** ASSIGNED TASK **
The result should be every line in the material below containing the string "SidecarReference".

- - -

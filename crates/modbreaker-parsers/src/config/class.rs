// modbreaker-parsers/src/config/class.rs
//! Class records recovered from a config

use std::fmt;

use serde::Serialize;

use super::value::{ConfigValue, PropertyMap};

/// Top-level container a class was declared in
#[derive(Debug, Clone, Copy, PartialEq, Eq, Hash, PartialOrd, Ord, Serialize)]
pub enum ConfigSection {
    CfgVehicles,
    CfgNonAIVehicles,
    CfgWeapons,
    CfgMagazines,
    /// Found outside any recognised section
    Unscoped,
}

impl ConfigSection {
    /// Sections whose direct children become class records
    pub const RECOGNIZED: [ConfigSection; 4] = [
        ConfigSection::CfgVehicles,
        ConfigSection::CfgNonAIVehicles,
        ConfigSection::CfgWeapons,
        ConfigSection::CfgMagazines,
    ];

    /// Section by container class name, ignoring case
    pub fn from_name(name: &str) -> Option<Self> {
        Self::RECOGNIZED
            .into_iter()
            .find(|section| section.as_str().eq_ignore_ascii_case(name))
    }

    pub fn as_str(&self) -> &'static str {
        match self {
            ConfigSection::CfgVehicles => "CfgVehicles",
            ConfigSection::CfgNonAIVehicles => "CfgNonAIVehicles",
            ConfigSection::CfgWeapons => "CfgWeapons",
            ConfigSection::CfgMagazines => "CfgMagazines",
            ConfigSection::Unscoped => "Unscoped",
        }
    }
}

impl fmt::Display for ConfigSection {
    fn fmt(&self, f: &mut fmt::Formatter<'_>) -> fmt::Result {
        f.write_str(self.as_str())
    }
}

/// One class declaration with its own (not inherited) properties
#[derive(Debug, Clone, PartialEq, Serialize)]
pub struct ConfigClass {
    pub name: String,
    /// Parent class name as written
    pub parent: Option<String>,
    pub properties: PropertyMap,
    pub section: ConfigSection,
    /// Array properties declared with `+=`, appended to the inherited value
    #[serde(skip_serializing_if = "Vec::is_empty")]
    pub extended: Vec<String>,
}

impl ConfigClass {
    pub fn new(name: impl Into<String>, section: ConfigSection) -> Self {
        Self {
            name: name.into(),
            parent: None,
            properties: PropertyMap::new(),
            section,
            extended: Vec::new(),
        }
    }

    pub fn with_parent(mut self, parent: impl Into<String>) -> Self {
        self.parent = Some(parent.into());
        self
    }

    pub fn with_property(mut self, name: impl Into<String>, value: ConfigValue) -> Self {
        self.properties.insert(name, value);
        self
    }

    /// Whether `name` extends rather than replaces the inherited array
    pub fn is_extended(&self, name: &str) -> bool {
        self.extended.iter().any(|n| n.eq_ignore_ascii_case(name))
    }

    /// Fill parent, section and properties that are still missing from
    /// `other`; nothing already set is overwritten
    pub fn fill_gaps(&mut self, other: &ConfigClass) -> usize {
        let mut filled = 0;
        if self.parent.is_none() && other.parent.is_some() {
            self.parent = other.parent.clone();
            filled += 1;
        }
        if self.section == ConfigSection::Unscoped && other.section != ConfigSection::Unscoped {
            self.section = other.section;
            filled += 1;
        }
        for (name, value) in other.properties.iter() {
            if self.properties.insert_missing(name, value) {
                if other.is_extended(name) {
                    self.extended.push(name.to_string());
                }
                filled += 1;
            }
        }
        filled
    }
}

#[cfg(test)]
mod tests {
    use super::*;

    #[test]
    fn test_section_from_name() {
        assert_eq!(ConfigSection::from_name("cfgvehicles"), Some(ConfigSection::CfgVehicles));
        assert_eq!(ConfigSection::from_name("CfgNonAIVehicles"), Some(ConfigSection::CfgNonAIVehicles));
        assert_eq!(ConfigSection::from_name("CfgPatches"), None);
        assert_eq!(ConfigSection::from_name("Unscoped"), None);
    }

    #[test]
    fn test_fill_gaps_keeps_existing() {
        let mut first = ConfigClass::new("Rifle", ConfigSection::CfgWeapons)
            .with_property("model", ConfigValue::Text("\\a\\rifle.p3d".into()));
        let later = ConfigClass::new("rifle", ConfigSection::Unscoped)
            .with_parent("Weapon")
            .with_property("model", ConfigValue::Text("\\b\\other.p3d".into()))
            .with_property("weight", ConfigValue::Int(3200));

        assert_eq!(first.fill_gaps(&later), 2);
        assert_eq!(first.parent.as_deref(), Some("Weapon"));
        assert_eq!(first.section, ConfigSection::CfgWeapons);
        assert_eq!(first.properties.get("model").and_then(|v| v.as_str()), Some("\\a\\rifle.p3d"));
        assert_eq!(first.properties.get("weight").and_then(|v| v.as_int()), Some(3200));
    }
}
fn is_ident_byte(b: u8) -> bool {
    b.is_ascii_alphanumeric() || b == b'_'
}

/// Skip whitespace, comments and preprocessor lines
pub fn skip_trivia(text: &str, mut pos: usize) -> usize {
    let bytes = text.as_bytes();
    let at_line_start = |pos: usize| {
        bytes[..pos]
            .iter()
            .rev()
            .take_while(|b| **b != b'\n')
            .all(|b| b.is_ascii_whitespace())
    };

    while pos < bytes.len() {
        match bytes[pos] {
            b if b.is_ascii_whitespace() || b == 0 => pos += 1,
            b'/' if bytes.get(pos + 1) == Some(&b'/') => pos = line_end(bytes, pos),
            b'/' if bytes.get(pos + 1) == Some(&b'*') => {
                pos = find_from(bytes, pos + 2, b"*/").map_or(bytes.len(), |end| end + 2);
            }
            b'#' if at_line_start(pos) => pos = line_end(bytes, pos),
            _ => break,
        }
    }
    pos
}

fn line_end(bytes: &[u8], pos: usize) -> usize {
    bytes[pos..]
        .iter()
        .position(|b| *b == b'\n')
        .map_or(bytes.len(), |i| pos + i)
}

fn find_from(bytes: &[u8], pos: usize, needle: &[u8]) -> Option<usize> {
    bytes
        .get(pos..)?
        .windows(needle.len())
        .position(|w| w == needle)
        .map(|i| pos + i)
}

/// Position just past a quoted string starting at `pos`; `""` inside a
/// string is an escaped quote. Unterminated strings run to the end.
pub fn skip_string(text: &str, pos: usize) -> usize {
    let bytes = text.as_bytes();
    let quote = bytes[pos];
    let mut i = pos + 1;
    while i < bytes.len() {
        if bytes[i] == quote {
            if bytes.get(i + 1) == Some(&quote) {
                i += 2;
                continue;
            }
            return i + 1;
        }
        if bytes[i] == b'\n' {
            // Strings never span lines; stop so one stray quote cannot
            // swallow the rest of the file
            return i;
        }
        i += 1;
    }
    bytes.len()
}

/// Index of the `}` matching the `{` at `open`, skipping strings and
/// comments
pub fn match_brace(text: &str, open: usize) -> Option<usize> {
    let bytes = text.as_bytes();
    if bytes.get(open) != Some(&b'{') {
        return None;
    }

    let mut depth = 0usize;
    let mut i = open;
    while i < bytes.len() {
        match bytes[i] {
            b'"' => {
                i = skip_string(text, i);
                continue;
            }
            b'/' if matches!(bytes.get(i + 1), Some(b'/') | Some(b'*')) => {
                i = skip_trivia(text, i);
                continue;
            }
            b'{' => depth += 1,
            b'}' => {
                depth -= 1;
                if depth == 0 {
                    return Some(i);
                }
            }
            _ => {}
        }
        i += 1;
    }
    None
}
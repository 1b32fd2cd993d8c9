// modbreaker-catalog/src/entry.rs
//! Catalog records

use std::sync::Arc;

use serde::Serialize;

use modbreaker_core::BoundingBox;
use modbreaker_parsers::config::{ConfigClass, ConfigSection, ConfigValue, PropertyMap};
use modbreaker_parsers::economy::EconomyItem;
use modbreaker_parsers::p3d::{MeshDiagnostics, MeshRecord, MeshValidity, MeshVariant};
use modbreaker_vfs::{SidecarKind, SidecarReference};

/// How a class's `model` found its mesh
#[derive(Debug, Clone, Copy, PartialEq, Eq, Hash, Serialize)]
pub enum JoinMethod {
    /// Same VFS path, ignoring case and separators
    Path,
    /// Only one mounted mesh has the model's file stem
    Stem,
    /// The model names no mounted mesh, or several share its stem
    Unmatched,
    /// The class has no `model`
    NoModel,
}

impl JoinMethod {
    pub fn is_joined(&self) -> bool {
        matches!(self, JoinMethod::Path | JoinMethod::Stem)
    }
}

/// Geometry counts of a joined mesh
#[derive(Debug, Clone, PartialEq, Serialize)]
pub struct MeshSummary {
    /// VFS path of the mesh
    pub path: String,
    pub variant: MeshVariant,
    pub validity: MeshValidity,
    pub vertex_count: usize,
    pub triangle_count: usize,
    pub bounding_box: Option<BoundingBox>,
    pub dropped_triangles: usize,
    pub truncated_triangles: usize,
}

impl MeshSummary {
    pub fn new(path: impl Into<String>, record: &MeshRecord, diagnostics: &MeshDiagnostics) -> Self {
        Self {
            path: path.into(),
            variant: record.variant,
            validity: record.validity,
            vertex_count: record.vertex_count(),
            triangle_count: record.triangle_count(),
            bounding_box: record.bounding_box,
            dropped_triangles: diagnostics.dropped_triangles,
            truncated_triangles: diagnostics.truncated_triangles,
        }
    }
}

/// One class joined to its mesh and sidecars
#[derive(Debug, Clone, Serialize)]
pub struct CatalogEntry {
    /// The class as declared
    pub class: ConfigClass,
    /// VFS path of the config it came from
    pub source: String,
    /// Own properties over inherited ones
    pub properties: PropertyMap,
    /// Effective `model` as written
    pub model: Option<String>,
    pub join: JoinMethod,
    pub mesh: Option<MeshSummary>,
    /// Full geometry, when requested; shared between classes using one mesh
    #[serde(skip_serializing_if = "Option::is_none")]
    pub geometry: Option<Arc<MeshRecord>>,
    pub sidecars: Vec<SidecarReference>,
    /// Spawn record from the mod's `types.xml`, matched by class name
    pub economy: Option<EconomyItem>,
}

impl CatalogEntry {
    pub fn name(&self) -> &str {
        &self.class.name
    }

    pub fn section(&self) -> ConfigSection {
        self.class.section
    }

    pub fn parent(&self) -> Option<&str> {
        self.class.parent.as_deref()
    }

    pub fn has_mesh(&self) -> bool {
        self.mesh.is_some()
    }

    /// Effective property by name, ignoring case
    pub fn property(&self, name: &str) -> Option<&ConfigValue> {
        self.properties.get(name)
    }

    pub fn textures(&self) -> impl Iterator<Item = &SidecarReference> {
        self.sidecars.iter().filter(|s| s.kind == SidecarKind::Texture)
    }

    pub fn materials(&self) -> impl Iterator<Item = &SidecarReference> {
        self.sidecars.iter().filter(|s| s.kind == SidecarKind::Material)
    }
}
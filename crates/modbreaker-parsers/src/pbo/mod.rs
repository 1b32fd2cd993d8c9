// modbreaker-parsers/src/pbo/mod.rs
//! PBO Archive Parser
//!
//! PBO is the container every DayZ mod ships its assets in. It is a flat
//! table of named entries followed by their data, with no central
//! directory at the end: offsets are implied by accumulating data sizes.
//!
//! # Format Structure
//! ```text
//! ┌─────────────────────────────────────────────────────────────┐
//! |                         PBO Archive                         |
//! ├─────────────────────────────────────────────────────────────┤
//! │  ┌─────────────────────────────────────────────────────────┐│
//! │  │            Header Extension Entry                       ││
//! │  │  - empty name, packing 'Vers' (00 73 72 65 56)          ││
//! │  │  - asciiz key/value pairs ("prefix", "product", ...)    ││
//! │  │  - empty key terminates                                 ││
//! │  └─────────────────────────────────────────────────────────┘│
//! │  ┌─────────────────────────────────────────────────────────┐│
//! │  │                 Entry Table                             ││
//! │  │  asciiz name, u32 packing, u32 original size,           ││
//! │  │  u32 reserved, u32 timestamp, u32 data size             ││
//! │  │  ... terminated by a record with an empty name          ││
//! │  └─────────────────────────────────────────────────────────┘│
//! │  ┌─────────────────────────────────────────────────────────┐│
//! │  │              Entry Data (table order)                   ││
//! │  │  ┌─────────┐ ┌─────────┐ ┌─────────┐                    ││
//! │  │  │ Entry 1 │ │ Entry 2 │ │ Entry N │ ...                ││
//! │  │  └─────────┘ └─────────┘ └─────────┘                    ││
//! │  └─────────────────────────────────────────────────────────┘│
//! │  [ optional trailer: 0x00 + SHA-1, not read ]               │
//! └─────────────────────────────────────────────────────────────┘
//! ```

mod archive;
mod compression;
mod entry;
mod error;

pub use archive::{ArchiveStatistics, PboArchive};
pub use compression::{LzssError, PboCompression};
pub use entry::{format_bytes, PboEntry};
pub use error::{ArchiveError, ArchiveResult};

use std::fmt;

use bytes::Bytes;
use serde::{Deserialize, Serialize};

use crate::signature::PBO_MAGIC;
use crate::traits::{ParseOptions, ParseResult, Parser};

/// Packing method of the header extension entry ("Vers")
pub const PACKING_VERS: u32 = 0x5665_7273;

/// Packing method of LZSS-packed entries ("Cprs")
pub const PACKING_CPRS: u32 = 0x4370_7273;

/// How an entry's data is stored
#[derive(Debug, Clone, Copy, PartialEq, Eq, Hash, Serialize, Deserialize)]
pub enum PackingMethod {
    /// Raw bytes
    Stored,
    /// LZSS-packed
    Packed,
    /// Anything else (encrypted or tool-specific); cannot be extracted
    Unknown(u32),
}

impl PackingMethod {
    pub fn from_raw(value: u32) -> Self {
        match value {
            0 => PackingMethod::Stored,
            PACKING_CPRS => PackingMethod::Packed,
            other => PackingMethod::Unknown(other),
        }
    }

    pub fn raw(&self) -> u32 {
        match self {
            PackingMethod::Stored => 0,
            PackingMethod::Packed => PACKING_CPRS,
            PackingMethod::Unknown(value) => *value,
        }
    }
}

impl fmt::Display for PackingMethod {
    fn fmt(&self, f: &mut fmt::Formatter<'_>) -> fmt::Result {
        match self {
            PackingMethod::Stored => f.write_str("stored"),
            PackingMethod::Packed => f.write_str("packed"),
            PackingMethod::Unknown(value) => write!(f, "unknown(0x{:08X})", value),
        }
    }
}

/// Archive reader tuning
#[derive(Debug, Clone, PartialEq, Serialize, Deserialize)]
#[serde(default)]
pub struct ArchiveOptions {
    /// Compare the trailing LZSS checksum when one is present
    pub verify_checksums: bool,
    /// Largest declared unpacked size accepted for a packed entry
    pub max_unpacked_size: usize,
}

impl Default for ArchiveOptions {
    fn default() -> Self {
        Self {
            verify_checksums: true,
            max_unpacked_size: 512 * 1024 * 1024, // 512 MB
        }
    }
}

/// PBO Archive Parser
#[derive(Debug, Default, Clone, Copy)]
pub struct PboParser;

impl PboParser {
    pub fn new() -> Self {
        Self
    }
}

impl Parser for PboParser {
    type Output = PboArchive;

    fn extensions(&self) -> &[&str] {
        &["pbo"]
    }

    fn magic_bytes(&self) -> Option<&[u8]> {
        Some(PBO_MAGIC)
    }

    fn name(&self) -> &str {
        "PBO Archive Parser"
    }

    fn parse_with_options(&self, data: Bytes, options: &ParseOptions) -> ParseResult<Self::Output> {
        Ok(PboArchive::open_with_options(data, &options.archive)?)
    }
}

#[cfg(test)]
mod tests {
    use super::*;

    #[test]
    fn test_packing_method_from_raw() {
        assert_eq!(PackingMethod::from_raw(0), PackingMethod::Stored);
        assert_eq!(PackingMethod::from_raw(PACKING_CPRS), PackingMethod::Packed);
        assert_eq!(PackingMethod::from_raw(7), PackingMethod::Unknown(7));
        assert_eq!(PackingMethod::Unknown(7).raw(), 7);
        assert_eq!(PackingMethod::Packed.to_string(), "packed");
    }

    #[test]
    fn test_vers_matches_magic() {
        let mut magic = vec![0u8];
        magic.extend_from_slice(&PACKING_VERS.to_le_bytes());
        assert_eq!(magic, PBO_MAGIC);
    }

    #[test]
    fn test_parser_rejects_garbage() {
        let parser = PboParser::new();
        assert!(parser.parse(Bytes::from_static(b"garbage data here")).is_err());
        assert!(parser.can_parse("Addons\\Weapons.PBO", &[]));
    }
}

- - -

** EXERCISE RESPONSE **
use modbreaker_vfs::{SidecarKind, SidecarReference};
    pub sidecars: Vec<SidecarReference>,
    pub fn textures(&self) -> impl Iterator<Item = &SidecarReference> {
    pub fn materials(&self) -> impl Iterator<Item = &SidecarReference> {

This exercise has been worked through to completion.